- **Work order**
Extract all lines that hold "Captured" from the records below.

- **Extracted material**
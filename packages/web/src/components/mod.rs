//! Reusable UI components

mod notice;
mod registration_form;

pub use notice::*;
pub use registration_form::*;
//! `HttpRegistrationClient` against an in-process axum service.

mod common;

use crate::common::filled_workflow;
use axum::http::{header, HeaderMap, StatusCode};
use axum::routing::post;
use axum::Router;
use flowt_registration::{
    HttpRegistrationClient, RegistrationClient, RegistrationConfig, RegistrationDraft,
    RegistrationError,
};
use serde_json::Value;
use std::sync::{Arc, Mutex};
use std::time::Duration;

const PATH: &str = "/v1/pre-register";

#[derive(Debug, Clone)]
struct Captured {
    content_type: Option<String>,
    body: Value,
}

type Inbox = Arc<Mutex<Vec<Captured>>>;

/// Start a registration service that answers every POST with `status`.
async fn spawn_service(status: StatusCode, delay: Duration) -> (String, Inbox) {
    let inbox: Inbox = Arc::new(Mutex::new(Vec::new()));
    let state = Arc::clone(&inbox);

    let app = Router::new().route(
        PATH,
        post(move |headers: HeaderMap, body: String| {
            let state = Arc::clone(&state);
            async move {
                state.lock().unwrap().push(Captured {
                    content_type: headers
                        .get(header::CONTENT_TYPE)
                        .and_then(|v| v.to_str().ok())
                        .map(str::to_owned),
                    body: serde_json::from_str(&body).unwrap_or(Value::Null),
                });
                tokio::time::sleep(delay).await;
                status
            }
        }),
    );

    let listener = tokio::net::TcpListener::bind("127.0.0.1:0").await.unwrap();
    let addr = listener.local_addr().unwrap();
    tokio::spawn(async move {
        axum::serve(listener, app).await.unwrap();
    });

    (format!("http://{addr}{PATH}"), inbox)
}

fn client_for(endpoint: &str) -> HttpRegistrationClient {
    HttpRegistrationClient::new(RegistrationConfig::default().with_endpoint(endpoint)).unwrap()
}

// =============================================================================
// Request shape
// =============================================================================

#[tokio::test]
async fn posts_json_with_five_keys() {
    let (endpoint, inbox) = spawn_service(StatusCode::OK, Duration::ZERO).await;
    let workflow = filled_workflow(client_for(&endpoint));

    workflow.submit().await.expect("service accepts");

    let inbox = inbox.lock().unwrap();
    assert_eq!(inbox.len(), 1);
    assert_eq!(inbox[0].content_type.as_deref(), Some("application/json"));
    assert_eq!(
        inbox[0].body,
        serde_json::json!({
            "name": "Jane Doe",
            "email": "jane@x.com",
            "phone": "9876543210",
            "occupation": "Business Owner",
            "organization": ""
        })
    );
    assert_eq!(workflow.draft(), RegistrationDraft::default());
}

// =============================================================================
// Outcomes
// =============================================================================

#[tokio::test]
async fn created_counts_as_success() {
    let (endpoint, _inbox) = spawn_service(StatusCode::CREATED, Duration::ZERO).await;
    let workflow = filled_workflow(client_for(&endpoint));

    assert_eq!(workflow.submit().await, Ok(()));
}

#[tokio::test]
async fn server_error_maps_to_rejection() {
    let (endpoint, inbox) = spawn_service(StatusCode::INTERNAL_SERVER_ERROR, Duration::ZERO).await;
    let workflow = filled_workflow(client_for(&endpoint));
    let before = workflow.draft();

    let err = workflow.submit().await.unwrap_err();

    assert_eq!(err, RegistrationError::ServerRejected { status: 500 });
    assert_eq!(inbox.lock().unwrap().len(), 1);
    assert_eq!(workflow.draft(), before);
    assert!(!workflow.is_submitting());
}

#[tokio::test]
async fn client_error_maps_to_rejection() {
    let (endpoint, _inbox) = spawn_service(StatusCode::CONFLICT, Duration::ZERO).await;
    let client = client_for(&endpoint);
    let registration = filled_workflow(client.clone()).prepare().unwrap().registration().clone();

    let err = client.register(&registration).await.unwrap_err();

    assert_eq!(err, RegistrationError::ServerRejected { status: 409 });
}

#[tokio::test]
async fn closed_port_is_a_transport_failure() {
    let listener = tokio::net::TcpListener::bind("127.0.0.1:0").await.unwrap();
    let addr = listener.local_addr().unwrap();
    drop(listener);

    let workflow = filled_workflow(client_for(&format!("http://{addr}{PATH}")));
    let before = workflow.draft();

    let err = workflow.submit().await.unwrap_err();

    assert!(matches!(err, RegistrationError::Transport { .. }), "got {err:?}");
    assert_eq!(workflow.draft(), before);
    assert!(!workflow.is_submitting());
}

#[tokio::test]
async fn timeout_is_a_transport_failure() {
    let (endpoint, _inbox) = spawn_service(StatusCode::OK, Duration::from_secs(5)).await;
    let config = RegistrationConfig::default()
        .with_endpoint(endpoint)
        .with_timeout(Duration::from_millis(200));
    let workflow = filled_workflow(HttpRegistrationClient::new(config).unwrap());

    let err = workflow.submit().await.unwrap_err();

    assert!(matches!(err, RegistrationError::Transport { .. }), "got {err:?}");
    assert!(!workflow.is_submitting());
}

- **Output for this exercise**
struct Captured {
type Inbox = Arc<Mutex<Vec<Captured>>>;
                state.lock().unwrap().push(Captured {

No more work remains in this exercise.